You can use a local variable only within the transformation. However, by calculating the variable only once, you speed up performance.

Choosing numeric instead of string operations

Mappings process numeric operations faster than string operations.
For example, if you look up large amounts of data on two fields, EMPLOYEE_NAME and EMPLOYEE_ID, configuring the lookup around EMPLOYEE_ID improves performance.

Choosing DECODE instead of LOOKUP

When you use a LOOKUP function, the mapping looks up a table in a database. When you use a DECODE function, you incorporate the lookup values into the expression so the mapping doesn't have to look up a separate table. When you want to look up a small set of unchanging values, use DECODE to improve performance.

Using operators instead of functions

Mappings read expressions written with operators faster than expressions with functions. Where possible, use operators to write expressions.
For example, you have the following expression that contains nested CONCAT functions:
CONCAT( CONCAT( CUSTOMERS.FIRST_NAME, ‘ ’) CUSTOMERS.LAST_NAME)
You can rewrite that expression with the || operator as follows:
CUSTOMERS.FIRST_NAME || ‘ ’ || CUSTOMERS.LAST_NAME

Optimizing IIF functions

IIF functions can return a value and an action, which allows for more compact expressions.
For example, you have a source with three Y/N flags: FLG_A, FLG_B, FLG_C. You want to return values based on the values of each flag. You use the following expression:
IIF( FLG_A = 'Y' and FLG_B = 'Y' AND FLG_C = 'Y', VAL_A + VAL_B + VAL_C,
IIF( FLG_A = 'Y' and FLG_B = 'Y' AND FLG_C = 'N', VAL_A + VAL_B ,
IIF( FLG_A = 'Y' and FLG_B = 'N' AND FLG_C = 'Y', VAL_A + VAL_C,
IIF( FLG_A = 'Y' and FLG_B = 'N' AND FLG_C = 'N', VAL_A ,
IIF( FLG_A = 'N' and FLG_B = 'Y' AND FLG_C = 'Y', VAL_B + VAL_C,
IIF( FLG_A = 'N' and FLG_B = 'Y' AND FLG_C = 'N', VAL_B ,
IIF( FLG_A = 'N' and FLG_B = 'N' AND FLG_C = 'Y', VAL_C,
IIF( FLG_A = 'N' and FLG_B = 'N' AND FLG_C = 'N', 0.0,
)))))))
This expression requires 8 IIFs, 16 ANDs, and at least 24 comparisons.
If you take advantage of the IIF function, you can rewrite that expression as follows:
IIF(FLG_A='Y', VAL_A, 0.0)+ IIF(FLG_B='Y', VAL_B, 0.0)+ IIF(FLG_C='Y', VAL_C, 0.0)
This results in three IIFs, two comparisons, two additions, and a faster task run.

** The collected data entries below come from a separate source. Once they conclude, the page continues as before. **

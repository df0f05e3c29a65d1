use amlich::date::days_in_month;
use amlich::holiday::{self, Holiday};
use amlich::{CalendarDate, Date, Error, LunarDate, lunar_to_solar, solar_to_lunar};

#[test]
fn tet_dates() {
    assert_eq!((1, 1, 2024), solar_to_lunar(10, 2, 2024).unwrap().dmy());
    assert_eq!((1, 1, 2023), solar_to_lunar(22, 1, 2023).unwrap().dmy());
    for year in 1950..=2050 {
        let date = lunar_to_solar(1, 1, year, false).unwrap();
        let (d, m, y) = date.gregorian();
        assert_eq!(year, y);
        assert!(
            (m == 1 && d >= 21) || (m == 2 && d <= 21),
            "Tết {year} on {d}/{m}"
        );
    }
}

#[test]
fn every_day_1900_2100() {
    let mut last: Option<LunarDate> = None;
    for year in 1900..=2100 {
        for month in 1..=12 {
            for day in 1..=days_in_month(month, year) {
                let lunar = solar_to_lunar(day, month, year).unwrap();
                assert!((1..=30).contains(&lunar.day), "{day}/{month}/{year}");
                assert!((1..=13).contains(&lunar.month), "{day}/{month}/{year}");
                let back = lunar_to_solar(lunar.day, lunar.month, lunar.year, false).unwrap();
                assert_eq!((day, month, year), back.gregorian());
                if let Some(last) = last {
                    assert!(last < lunar, "{} then {}", last, lunar);
                }
                last = Some(lunar);
            }
        }
    }
}

#[test]
fn rejects_invalid_dates() {
    assert!(matches!(
        solar_to_lunar(31, 6, 2024),
        Err(Error::InvalidDate { .. })
    ));
    assert!(matches!(
        lunar_to_solar(1, 13, 2024, false),
        Err(Error::NoLeapMonth { year: 2024 })
    ));
    assert!(lunar_to_solar(1, 13, 2023, false).is_ok());
}

#[test]
fn match_holidays_for_today() {
    let holidays = vec![
        Holiday::solar("Tết Dương Lịch", 1, 1),
        Holiday::lunar("Tết Nguyên Đán", 1, 1),
        Holiday::lunar("Tết Nguyên Tiêu", 15, 1),
    ];
    for h in &holidays {
        h.validate().unwrap();
    }
    let today = Date::from_gregorian(24, 2, 2024).unwrap();
    let found: Vec<_> = holiday::holidays_on(&holidays, today)
        .map(|h| h.name.as_str())
        .collect();
    assert_eq!(vec!["Tết Nguyên Tiêu"], found);

    let tet = CalendarDate::from(LunarDate::new(1, 1, 2025, false).unwrap());
    let until = tet.to_solar().unwrap() - today;
    assert_eq!(Some(until), holidays[1].days_until(today));
}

Optimizing window functions

Window functions process smaller frames faster. To reduce the size of the frame, decrease the number of rows between the frame offsets, and avoid including all preceding rows or all following rows.
Use a well-distributed partition key to create partitions of similar size.

Evaluating expressions

If you aren't sure which expressions slow performance, evaluate the expression performance to isolate the problem.
Complete the following steps to evaluate expression performance:
  1. 1Time the mapping run with the original expressions.
  2. 2Copy the mapping and replace half of the complex expressions with a constant.
  3. 3Run and time the edited mapping.
  4. 4Make another copy of the mapping and replace the other half of the complex expressions with a constant.
  5. 5Run and time the edited mapping.